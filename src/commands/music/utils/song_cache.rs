//! On-disk download cache: one `<dir>/<source_id>.opus` file per item.

use regex::Regex;
use serenity::async_trait;
use std::path::{Path, PathBuf};
use std::sync::LazyLock;
use tokio::fs;

use super::backends::{AudioResource, CacheStore};
use super::song_manager::{MusicError, MusicResult};

const EXTENSION: &str = "opus";

/// Characters outside this set are replaced so a key can never escape the cache directory.
static UNSAFE_KEY_CHARS: LazyLock<Regex> =
    LazyLock::new(|| Regex::new(r"[^A-Za-z0-9_-]").unwrap());

pub struct FsCacheStore {
    dir: PathBuf,
}

impl FsCacheStore {
    pub fn new(dir: impl Into<PathBuf>) -> Self {
        Self { dir: dir.into() }
    }

    pub fn dir(&self) -> &Path {
        &self.dir
    }

    /// Creates the cache directory if it's missing.
    pub async fn ensure_dir(&self) -> std::io::Result<()> {
        fs::create_dir_all(&self.dir).await
    }

    fn file_name(key: &str) -> String {
        let stem = UNSAFE_KEY_CHARS.replace_all(key, "_");
        let stem = if stem.is_empty() { "_".into() } else { stem };
        format!("{stem}.{EXTENSION}")
    }
}

#[async_trait]
impl CacheStore for FsCacheStore {
    async fn contains(&self, key: &str) -> bool {
        fs::try_exists(self.target_path(key)).await.unwrap_or(false)
    }

    fn target_path(&self, key: &str) -> PathBuf {
        self.dir.join(Self::file_name(key))
    }

    async fn open(&self, key: &str) -> MusicResult<AudioResource> {
        let path = self.target_path(key);
        match fs::metadata(&path).await {
            Ok(meta) if meta.is_file() => Ok(AudioResource {
                source_id: key.to_string(),
                path,
            }),
            Ok(_) => Err(MusicError::AudioSourceError(format!(
                "{} is not a file",
                path.display()
            ))),
            Err(e) => Err(MusicError::AudioSourceError(format!(
                "Cached audio for {} is unavailable: {}",
                key, e
            ))),
        }
    }
}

### What needs to be done
State the number of lines in the data that include the string "MusicResult", and add nothing else.

### Solution below
2